//! Glob-based exclusion rules.
//!
//! Patterns come from three places: the built-in defaults carried by
//! [`IndexConfig`], the project-local ignore file, and per-run extras. All
//! patterns are matched against forward-slash paths relative to the indexed
//! root. A `*` also matches across `/`, so `*.png` excludes PNGs at any depth.

use std::fs;
use std::path::{Path, PathBuf};

use globset::{Glob, GlobSet, GlobSetBuilder};

use gdindex_core::{IndexConfig, IndexError, IndexWarning};

/// Compiled exclusion rules.
#[derive(Debug, Clone)]
pub struct IgnoreRules {
    patterns: Vec<String>,
    files: GlobSet,
    dirs: GlobSet,
    warnings: Vec<IndexWarning>,
}

impl IgnoreRules {
    /// Build rules for a run: defaults, ignore file, extras, and whatever the
    /// run itself writes under the root.
    pub fn from_config(config: &IndexConfig) -> Result<Self, IndexError> {
        let mut sources: Vec<(PathBuf, String)> = Vec::new();

        for pattern in &config.default_ignores {
            sources.push((PathBuf::from("<defaults>"), pattern.clone()));
        }

        if let Some(path) = config.ignore_file_path() {
            for pattern in load_ignore_file(&path)? {
                sources.push((path.clone(), pattern));
            }
        }

        for pattern in &config.extra_ignores {
            if let Some(pattern) = normalize_pattern(pattern) {
                sources.push((PathBuf::from("<extra>"), pattern));
            }
        }

        for pattern in config.output_exclusions() {
            sources.push((PathBuf::from("<output>"), pattern));
        }

        Ok(Self::compile(sources))
    }

    /// Compile `(origin, pattern)` pairs. Patterns that fail to compile are
    /// dropped and recorded as warnings.
    pub fn compile(sources: impl IntoIterator<Item = (PathBuf, String)>) -> Self {
        let mut patterns = Vec::new();
        let mut warnings = Vec::new();
        let mut files = GlobSetBuilder::new();
        let mut dirs = GlobSetBuilder::new();

        for (origin, pattern) in sources {
            let glob = match Glob::new(&pattern) {
                Ok(glob) => glob,
                Err(err) => {
                    tracing::debug!(pattern = %pattern, error = %err, "dropping ignore pattern");
                    warnings.push(IndexWarning::invalid_pattern(
                        origin,
                        &pattern,
                        &err.to_string(),
                    ));
                    continue;
                }
            };

            // `dir/**` never matches `dir` itself; prune on the prefix too.
            if let Some(prefix) = pattern.strip_suffix("/**").filter(|p| !p.is_empty()) {
                if let Ok(dir_glob) = Glob::new(prefix) {
                    dirs.add(dir_glob);
                }
            }
            dirs.add(glob.clone());
            files.add(glob);
            patterns.push(pattern);
        }

        Self {
            patterns,
            files: files.build().unwrap_or_else(|_| GlobSet::empty()),
            dirs: dirs.build().unwrap_or_else(|_| GlobSet::empty()),
            warnings,
        }
    }

    /// Rules that ignore nothing.
    pub fn empty() -> Self {
        Self::compile(std::iter::empty())
    }

    /// Check if a relative path should be skipped.
    pub fn is_ignored(&self, rel_path: &str, is_dir: bool) -> bool {
        if is_dir {
            self.dirs.is_match(rel_path)
        } else {
            self.files.is_match(rel_path)
        }
    }

    /// Accepted patterns, in the order they were given.
    pub fn patterns(&self) -> &[String] {
        &self.patterns
    }

    /// Patterns rejected at compile time.
    pub fn warnings(&self) -> &[IndexWarning] {
        &self.warnings
    }
}

impl Default for IgnoreRules {
    fn default() -> Self {
        Self::empty()
    }
}

/// Normalize one ignore-file line into a pattern.
///
/// Blank lines and `#` comments yield `None`. A trailing `/` becomes a
/// recursive directory pattern and a leading `./` or `/` is dropped.
pub fn normalize_pattern(line: &str) -> Option<String> {
    let line = line.trim();
    if line.is_empty() || line.starts_with('#') {
        return None;
    }

    let line = line.replace('\\', "/");
    let line = line.trim_start_matches("./").trim_start_matches('/');
    if line.is_empty() {
        return None;
    }

    if line.ends_with('/') {
        Some(format!("{line}**"))
    } else {
        Some(line.to_string())
    }
}

/// Parse ignore-file contents into patterns.
pub fn parse_ignore_file(text: &str) -> Vec<String> {
    text.lines().filter_map(normalize_pattern).collect()
}

/// Load patterns from an ignore file. A missing file yields no patterns.
pub fn load_ignore_file(path: &Path) -> Result<Vec<String>, IndexError> {
    match fs::read(path) {
        Ok(bytes) => Ok(parse_ignore_file(&String::from_utf8_lossy(&bytes))),
        Err(err) if err.kind() == std::io::ErrorKind::NotFound => Ok(Vec::new()),
        Err(err) => Err(IndexError::io(path, err)),
    }
}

--------------------------------------------------

_WHAT THE TASK ASKS_. Reproduce all of the data. Leave every line unchanged.

_ANSWER SECTION_.
//! Glob-based exclusion rules.
//!
//! Patterns come from three places: the built-in defaults carried by
//! [`IndexConfig`], the project-local ignore file, and per-run extras. All
//! patterns are matched against forward-slash paths relative to the indexed
//! root. A `*` also matches across `/`, so `*.png` excludes PNGs at any depth.

use std::fs;
use std::path::{Path, PathBuf};

use globset::{Glob, GlobSet, GlobSetBuilder};

use gdindex_core::{IndexConfig, IndexError, IndexWarning};

/// Compiled exclusion rules.
#[derive(Debug, Clone)]
pub struct IgnoreRules {
    patterns: Vec<String>,
    files: GlobSet,
    dirs: GlobSet,
    warnings: Vec<IndexWarning>,
}

impl IgnoreRules {
    /// Build rules for a run: defaults, ignore file, extras, and whatever the
    /// run itself writes under the root.
    pub fn from_config(config: &IndexConfig) -> Result<Self, IndexError> {
        let mut sources: Vec<(PathBuf, String)> = Vec::new();

        for pattern in &config.default_ignores {
            sources.push((PathBuf::from("<defaults>"), pattern.clone()));
        }

        if let Some(path) = config.ignore_file_path() {
            for pattern in load_ignore_file(&path)? {
                sources.push((path.clone(), pattern));
            }
        }

        for pattern in &config.extra_ignores {
            if let Some(pattern) = normalize_pattern(pattern) {
                sources.push((PathBuf::from("<extra>"), pattern));
            }
        }

        for pattern in config.output_exclusions() {
            sources.push((PathBuf::from("<output>"), pattern));
        }

        Ok(Self::compile(sources))
    }

    /// Compile `(origin, pattern)` pairs. Patterns that fail to compile are
    /// dropped and recorded as warnings.
    pub fn compile(sources: impl IntoIterator<Item = (PathBuf, String)>) -> Self {
        let mut patterns = Vec::new();
        let mut warnings = Vec::new();
        let mut files = GlobSetBuilder::new();
        let mut dirs = GlobSetBuilder::new();

        for (origin, pattern) in sources {
            let glob = match Glob::new(&pattern) {
                Ok(glob) => glob,
                Err(err) => {
                    tracing::debug!(pattern = %pattern, error = %err, "dropping ignore pattern");
                    warnings.push(IndexWarning::invalid_pattern(
                        origin,
                        &pattern,
                        &err.to_string(),
                    ));
                    continue;
                }
            };

            // `dir/**` never matches `dir` itself; prune on the prefix too.
            if let Some(prefix) = pattern.strip_suffix("/**").filter(|p| !p.is_empty()) {
                if let Ok(dir_glob) = Glob::new(prefix) {
                    dirs.add(dir_glob);
                }
            }
            dirs.add(glob.clone());
            files.add(glob);
            patterns.push(pattern);
        }

        Self {
            patterns,
            files: files.build().unwrap_or_else(|_| GlobSet::empty()),
            dirs: dirs.build().unwrap_or_else(|_| GlobSet::empty()),
            warnings,
        }
    }

    /// Rules that ignore nothing.
    pub fn empty() -> Self {
        Self::compile(std::iter::empty())
    }

    /// Check if a relative path should be skipped.
    pub fn is_ignored(&self, rel_path: &str, is_dir: bool) -> bool {
        if is_dir {
            self.dirs.is_match(rel_path)
        } else {
            self.files.is_match(rel_path)
        }
    }

    /// Accepted patterns, in the order they were given.
    pub fn patterns(&self) -> &[String] {
        &self.patterns
    }

    /// Patterns rejected at compile time.
    pub fn warnings(&self) -> &[IndexWarning] {
        &self.warnings
    }
}

impl Default for IgnoreRules {
    fn default() -> Self {
        Self::empty()
    }
}

/// Normalize one ignore-file line into a pattern.
///
/// Blank lines and `#` comments yield `None`. A trailing `/` becomes a
/// recursive directory pattern and a leading `./` or `/` is dropped.
pub fn normalize_pattern(line: &str) -> Option<String> {
    let line = line.trim();
    if line.is_empty() || line.starts_with('#') {
        return None;
    }

    let line = line.replace('\\', "/");
    let line = line.trim_start_matches("./").trim_start_matches('/');
    if line.is_empty() {
        return None;
    }

    if line.ends_with('/') {
        Some(format!("{line}**"))
    } else {
        Some(line.to_string())
    }
}

/// Parse ignore-file contents into patterns.
pub fn parse_ignore_file(text: &str) -> Vec<String> {
    text.lines().filter_map(normalize_pattern).collect()
}

/// Load patterns from an ignore file. A missing file yields no patterns.
pub fn load_ignore_file(path: &Path) -> Result<Vec<String>, IndexError> {
    match fs::read(path) {
        Ok(bytes) => Ok(parse_ignore_file(&String::from_utf8_lossy(&bytes))),
        Err(err) if err.kind() == std::io::ErrorKind::NotFound => Ok(Vec::new()),
        Err(err) => Err(IndexError::io(path, err)),
    }
}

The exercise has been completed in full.